• Work order
For each line in the data below that has the word "CadSettings", copy that line.
----
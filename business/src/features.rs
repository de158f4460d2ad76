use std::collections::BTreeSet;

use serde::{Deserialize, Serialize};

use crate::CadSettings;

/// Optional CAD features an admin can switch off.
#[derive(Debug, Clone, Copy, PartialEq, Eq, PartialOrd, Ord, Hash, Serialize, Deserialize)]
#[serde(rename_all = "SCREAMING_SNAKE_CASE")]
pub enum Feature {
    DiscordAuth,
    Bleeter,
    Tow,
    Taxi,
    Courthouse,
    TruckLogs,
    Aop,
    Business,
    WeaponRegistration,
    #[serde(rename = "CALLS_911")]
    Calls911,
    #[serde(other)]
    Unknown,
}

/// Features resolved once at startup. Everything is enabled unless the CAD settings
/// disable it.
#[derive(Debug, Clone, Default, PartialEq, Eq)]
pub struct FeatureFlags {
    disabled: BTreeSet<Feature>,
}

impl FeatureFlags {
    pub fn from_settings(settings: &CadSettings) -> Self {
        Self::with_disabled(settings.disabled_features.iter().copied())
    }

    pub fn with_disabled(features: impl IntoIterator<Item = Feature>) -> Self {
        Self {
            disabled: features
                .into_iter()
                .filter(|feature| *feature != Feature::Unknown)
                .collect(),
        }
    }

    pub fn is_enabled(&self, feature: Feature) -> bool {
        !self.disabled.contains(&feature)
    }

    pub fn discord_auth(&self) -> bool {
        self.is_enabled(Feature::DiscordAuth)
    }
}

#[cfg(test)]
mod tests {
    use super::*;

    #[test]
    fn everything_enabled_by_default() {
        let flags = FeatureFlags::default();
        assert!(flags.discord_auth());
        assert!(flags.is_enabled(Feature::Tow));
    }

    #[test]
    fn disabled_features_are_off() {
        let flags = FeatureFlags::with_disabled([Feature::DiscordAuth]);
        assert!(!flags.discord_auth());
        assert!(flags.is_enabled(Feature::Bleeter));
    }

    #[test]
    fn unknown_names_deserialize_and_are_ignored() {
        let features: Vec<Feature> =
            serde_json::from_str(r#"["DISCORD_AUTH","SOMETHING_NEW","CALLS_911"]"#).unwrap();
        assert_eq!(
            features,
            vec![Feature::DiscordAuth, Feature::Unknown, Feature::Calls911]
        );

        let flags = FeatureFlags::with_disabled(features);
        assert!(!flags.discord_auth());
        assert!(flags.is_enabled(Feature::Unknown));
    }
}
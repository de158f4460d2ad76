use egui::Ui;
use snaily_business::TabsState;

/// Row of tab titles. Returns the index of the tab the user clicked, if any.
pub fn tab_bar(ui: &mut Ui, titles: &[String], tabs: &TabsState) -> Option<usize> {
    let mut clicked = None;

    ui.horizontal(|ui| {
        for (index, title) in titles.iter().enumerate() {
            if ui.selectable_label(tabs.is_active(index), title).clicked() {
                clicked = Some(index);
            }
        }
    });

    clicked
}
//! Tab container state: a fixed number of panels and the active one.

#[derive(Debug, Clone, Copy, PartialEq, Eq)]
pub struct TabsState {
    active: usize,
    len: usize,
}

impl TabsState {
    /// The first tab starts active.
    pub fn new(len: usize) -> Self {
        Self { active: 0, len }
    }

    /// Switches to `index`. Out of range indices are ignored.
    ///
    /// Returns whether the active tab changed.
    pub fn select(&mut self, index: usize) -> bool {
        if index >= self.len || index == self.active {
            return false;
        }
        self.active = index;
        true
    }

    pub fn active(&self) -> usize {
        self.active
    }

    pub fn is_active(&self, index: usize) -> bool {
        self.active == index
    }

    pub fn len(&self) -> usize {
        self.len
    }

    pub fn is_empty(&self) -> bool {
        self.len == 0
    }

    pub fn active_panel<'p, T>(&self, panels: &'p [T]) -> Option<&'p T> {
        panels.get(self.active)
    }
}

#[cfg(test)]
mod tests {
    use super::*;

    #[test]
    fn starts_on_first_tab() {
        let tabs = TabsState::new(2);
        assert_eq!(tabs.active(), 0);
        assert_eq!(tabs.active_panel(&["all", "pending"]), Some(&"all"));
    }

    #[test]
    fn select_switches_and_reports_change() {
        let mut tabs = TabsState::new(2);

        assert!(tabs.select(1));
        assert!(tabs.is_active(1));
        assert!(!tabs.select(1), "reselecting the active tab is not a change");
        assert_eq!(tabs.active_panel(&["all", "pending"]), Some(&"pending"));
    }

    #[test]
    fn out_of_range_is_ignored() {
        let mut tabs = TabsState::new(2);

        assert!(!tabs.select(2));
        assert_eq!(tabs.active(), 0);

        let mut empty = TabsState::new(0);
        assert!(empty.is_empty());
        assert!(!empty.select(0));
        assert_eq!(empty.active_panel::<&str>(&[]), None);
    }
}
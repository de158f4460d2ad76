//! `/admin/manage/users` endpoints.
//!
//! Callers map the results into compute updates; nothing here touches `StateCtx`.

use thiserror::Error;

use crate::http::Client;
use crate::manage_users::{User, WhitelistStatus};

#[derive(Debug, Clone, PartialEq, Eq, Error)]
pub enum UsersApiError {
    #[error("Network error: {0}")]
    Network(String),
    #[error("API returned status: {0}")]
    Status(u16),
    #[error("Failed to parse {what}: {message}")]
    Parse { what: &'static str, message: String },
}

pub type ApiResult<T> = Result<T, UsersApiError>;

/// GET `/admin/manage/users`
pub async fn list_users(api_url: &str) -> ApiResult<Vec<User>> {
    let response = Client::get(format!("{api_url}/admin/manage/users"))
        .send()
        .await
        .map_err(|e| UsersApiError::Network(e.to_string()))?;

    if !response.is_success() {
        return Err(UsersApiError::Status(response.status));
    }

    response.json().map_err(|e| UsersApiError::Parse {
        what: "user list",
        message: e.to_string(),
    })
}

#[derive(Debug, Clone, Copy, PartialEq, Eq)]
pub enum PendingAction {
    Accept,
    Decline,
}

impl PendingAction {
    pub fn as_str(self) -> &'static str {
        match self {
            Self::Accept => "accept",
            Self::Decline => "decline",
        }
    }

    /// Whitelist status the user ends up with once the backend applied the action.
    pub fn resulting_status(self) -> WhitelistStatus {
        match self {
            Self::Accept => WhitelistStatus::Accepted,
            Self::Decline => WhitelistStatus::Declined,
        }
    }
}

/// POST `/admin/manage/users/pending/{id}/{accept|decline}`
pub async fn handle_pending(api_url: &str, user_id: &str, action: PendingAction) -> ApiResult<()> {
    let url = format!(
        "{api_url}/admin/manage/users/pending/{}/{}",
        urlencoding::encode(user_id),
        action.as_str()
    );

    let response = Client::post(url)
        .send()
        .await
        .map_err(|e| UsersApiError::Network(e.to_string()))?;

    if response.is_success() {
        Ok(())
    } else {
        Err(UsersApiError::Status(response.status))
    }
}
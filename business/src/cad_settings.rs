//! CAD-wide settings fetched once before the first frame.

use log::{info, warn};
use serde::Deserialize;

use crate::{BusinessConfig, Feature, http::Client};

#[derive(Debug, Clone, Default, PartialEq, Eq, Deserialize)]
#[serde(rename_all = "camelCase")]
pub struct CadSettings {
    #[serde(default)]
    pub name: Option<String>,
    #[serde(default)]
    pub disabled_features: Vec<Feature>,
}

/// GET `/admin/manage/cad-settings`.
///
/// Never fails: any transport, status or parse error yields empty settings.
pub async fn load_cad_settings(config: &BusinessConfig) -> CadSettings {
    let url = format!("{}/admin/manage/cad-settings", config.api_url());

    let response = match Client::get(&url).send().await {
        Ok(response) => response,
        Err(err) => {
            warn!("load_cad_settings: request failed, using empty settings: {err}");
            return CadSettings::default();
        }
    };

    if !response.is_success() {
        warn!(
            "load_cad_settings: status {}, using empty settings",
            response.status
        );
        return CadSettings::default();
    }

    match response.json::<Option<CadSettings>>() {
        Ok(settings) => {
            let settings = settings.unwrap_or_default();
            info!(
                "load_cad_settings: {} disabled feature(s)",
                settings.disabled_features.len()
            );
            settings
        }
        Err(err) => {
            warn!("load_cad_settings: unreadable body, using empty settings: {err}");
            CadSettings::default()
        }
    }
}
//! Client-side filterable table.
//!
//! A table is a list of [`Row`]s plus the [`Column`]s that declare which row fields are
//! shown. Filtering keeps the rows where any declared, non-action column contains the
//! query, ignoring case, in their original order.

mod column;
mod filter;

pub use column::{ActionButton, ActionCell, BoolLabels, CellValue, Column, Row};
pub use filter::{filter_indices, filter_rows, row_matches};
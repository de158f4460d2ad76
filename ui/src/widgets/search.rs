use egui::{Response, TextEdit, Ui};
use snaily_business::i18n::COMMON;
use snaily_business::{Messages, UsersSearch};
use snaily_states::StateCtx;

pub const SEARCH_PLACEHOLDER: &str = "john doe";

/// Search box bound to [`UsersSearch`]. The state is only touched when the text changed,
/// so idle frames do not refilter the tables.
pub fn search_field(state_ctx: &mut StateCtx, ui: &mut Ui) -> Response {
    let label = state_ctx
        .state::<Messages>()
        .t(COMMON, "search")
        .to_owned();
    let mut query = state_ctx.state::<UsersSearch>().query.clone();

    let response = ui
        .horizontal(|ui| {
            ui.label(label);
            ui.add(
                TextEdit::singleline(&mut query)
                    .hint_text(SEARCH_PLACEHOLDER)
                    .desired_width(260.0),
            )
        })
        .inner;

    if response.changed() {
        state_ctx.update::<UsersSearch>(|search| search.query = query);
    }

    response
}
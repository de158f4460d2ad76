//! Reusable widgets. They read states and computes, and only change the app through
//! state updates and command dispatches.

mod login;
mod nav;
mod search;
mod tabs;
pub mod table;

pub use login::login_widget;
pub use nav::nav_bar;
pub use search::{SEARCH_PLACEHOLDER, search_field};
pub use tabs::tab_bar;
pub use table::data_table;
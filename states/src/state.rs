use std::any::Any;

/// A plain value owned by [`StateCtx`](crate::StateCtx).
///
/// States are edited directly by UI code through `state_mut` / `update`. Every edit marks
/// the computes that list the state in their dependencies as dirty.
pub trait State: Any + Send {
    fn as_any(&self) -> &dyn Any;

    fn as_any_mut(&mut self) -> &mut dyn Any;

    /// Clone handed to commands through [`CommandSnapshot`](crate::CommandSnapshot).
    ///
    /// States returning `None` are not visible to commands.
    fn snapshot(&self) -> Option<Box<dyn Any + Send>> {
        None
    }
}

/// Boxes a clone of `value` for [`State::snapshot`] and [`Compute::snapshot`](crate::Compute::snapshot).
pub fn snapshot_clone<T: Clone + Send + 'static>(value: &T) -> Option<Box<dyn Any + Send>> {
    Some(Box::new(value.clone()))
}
----
• Reply to the exercise
use crate::CadSettings;
    pub fn from_settings(settings: &CadSettings) -> Self {
pub struct CadSettings {
pub async fn load_cad_settings(config: &BusinessConfig) -> CadSettings {
            return CadSettings::default();
        return CadSettings::default();
    match response.json::<Option<CadSettings>>() {
            CadSettings::default()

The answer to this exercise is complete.